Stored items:
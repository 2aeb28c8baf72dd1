use axum::http::StatusCode;
use axum::response::{IntoResponse, Response};
use minishop_core::CoreError;
use minishop_events::{PublishError, TransportError};
use serde_json::json;

/// Error type for HTTP handlers, rendered as `{ "error", "code" }` JSON.
#[derive(Debug, thiserror::Error)]
pub enum AppError {
    #[error(transparent)]
    Core(#[from] CoreError),

    /// Publishing onto the bus failed.
    #[error(transparent)]
    Publish(#[from] PublishError),

    #[error("Bad request: {0}")]
    BadRequest(String),

    #[error("Internal error: {0}")]
    InternalError(String),
}

pub type AppResult<T> = Result<T, AppError>;

impl IntoResponse for AppError {
    fn into_response(self) -> Response {
        let (status, code, message) = match &self {
            AppError::Core(CoreError::Validation(msg)) => {
                (StatusCode::BAD_REQUEST, "VALIDATION_ERROR", msg.clone())
            }

            AppError::Publish(PublishError::Transport(
                err @ (TransportError::NotConnected | TransportError::Closed),
            )) => {
                tracing::warn!(error = %err, "Publish rejected, broker unavailable");
                (
                    StatusCode::SERVICE_UNAVAILABLE,
                    "BROKER_UNAVAILABLE",
                    "Message broker is not connected".to_string(),
                )
            }
            AppError::Publish(err) => {
                tracing::error!(error = %err, "Publish failed");
                (
                    StatusCode::INTERNAL_SERVER_ERROR,
                    "PUBLISH_FAILED",
                    "Failed to publish notification".to_string(),
                )
            }

            AppError::BadRequest(msg) => (StatusCode::BAD_REQUEST, "BAD_REQUEST", msg.clone()),
            AppError::InternalError(msg) => {
                tracing::error!(error = %msg, "Internal error");
                (
                    StatusCode::INTERNAL_SERVER_ERROR,
                    "INTERNAL_ERROR",
                    "An internal error occurred".to_string(),
                )
            }
        };

        let body = json!({
            "error": message,
            "code": code,
        });

        (status, axum::Json(body)).into_response()
    }
}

WORK ITEM: Transcribe every line of the data, exactly as it stands.

ANSWER TO THE EXERCISE:
repository 2aeb28c8baf72dd1
use axum::http::StatusCode;
use axum::response::{IntoResponse, Response};
use minishop_core::CoreError;
use minishop_events::{PublishError, TransportError};
use serde_json::json;

/// Error type for HTTP handlers, rendered as `{ "error", "code" }` JSON.
#[derive(Debug, thiserror::Error)]
pub enum AppError {
    #[error(transparent)]
    Core(#[from] CoreError),

    /// Publishing onto the bus failed.
    #[error(transparent)]
    Publish(#[from] PublishError),

    #[error("Bad request: {0}")]
    BadRequest(String),

    #[error("Internal error: {0}")]
    InternalError(String),
}

pub type AppResult<T> = Result<T, AppError>;

impl IntoResponse for AppError {
    fn into_response(self) -> Response {
        let (status, code, message) = match &self {
            AppError::Core(CoreError::Validation(msg)) => {
                (StatusCode::BAD_REQUEST, "VALIDATION_ERROR", msg.clone())
            }

            AppError::Publish(PublishError::Transport(
                err @ (TransportError::NotConnected | TransportError::Closed),
            )) => {
                tracing::warn!(error = %err, "Publish rejected, broker unavailable");
                (
                    StatusCode::SERVICE_UNAVAILABLE,
                    "BROKER_UNAVAILABLE",
                    "Message broker is not connected".to_string(),
                )
            }
            AppError::Publish(err) => {
                tracing::error!(error = %err, "Publish failed");
                (
                    StatusCode::INTERNAL_SERVER_ERROR,
                    "PUBLISH_FAILED",
                    "Failed to publish notification".to_string(),
                )
            }

            AppError::BadRequest(msg) => (StatusCode::BAD_REQUEST, "BAD_REQUEST", msg.clone()),
            AppError::InternalError(msg) => {
                tracing::error!(error = %msg, "Internal error");
                (
                    StatusCode::INTERNAL_SERVER_ERROR,
                    "INTERNAL_ERROR",
                    "An internal error occurred".to_string(),
                )
            }
        };

        let body = json!({
            "error": message,
            "code": code,
        });

        (status, axum::Json(body)).into_response()
    }
}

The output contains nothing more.